- Task description:
Below are some records; output exactly the lines from the line with "self.schedules.get(&effective_date).cloned()" to the line with "Most recent schedule", both ends kept, and nothing more.

Dataset entries

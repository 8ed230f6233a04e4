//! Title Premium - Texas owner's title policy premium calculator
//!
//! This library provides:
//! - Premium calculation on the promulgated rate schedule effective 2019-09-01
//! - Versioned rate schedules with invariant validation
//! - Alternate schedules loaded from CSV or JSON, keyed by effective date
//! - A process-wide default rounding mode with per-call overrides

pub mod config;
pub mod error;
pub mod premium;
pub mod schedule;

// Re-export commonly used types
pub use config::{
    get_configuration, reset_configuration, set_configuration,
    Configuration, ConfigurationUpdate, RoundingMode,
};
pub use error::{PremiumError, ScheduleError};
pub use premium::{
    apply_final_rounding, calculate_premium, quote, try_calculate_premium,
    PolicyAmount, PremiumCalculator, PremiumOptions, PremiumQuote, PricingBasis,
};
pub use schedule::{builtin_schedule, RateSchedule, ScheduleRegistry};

* * *

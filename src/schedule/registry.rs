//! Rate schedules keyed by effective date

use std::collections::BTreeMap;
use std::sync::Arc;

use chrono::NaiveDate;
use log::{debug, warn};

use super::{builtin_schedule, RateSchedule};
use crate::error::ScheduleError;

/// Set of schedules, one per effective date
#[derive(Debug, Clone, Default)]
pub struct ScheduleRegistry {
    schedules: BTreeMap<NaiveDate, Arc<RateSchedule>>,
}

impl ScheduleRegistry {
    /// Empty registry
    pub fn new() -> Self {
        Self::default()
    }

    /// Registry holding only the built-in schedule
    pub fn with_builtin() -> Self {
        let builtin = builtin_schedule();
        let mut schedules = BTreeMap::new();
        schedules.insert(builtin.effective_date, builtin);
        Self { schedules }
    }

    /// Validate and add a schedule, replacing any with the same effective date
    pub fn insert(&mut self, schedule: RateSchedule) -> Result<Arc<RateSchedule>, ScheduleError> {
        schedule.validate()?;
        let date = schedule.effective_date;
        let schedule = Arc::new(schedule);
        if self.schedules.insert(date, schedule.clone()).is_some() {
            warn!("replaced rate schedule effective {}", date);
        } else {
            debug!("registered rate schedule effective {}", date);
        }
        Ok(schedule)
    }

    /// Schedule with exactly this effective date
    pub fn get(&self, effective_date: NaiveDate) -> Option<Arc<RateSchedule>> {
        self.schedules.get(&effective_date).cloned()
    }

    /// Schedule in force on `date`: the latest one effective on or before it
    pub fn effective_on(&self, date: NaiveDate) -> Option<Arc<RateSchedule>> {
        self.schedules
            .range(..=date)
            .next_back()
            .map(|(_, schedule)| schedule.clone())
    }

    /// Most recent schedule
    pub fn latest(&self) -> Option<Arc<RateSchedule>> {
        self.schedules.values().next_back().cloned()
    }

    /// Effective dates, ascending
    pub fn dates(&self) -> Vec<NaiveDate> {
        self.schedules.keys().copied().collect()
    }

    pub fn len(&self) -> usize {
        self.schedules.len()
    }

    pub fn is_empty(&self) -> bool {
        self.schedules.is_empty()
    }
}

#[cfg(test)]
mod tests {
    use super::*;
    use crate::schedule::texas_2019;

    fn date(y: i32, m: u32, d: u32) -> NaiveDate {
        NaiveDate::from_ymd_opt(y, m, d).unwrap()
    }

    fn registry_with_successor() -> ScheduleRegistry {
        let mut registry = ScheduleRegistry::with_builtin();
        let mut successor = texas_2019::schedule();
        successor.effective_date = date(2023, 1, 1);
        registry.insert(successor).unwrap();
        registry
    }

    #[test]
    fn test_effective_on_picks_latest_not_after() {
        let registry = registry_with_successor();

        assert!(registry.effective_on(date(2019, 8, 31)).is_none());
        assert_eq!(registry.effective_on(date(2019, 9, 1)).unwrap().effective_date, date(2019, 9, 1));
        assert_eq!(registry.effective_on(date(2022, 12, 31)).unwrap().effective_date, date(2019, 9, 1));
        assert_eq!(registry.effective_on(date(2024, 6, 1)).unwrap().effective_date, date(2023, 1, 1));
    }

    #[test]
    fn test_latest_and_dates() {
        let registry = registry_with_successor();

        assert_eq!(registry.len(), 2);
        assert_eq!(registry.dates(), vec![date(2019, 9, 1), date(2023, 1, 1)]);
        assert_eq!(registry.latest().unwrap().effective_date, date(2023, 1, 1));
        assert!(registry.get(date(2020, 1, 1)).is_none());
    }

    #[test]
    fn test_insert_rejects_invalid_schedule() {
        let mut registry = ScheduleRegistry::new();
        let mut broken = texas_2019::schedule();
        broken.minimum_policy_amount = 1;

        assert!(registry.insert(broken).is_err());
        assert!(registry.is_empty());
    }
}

- Solution for this task:
        self.schedules.get(&effective_date).cloned()
    }

    /// Schedule in force on `date`: the latest one effective on or before it
    pub fn effective_on(&self, date: NaiveDate) -> Option<Arc<RateSchedule>> {
        self.schedules
            .range(..=date)
            .next_back()
            .map(|(_, schedule)| schedule.clone())
    }

    /// Most recent schedule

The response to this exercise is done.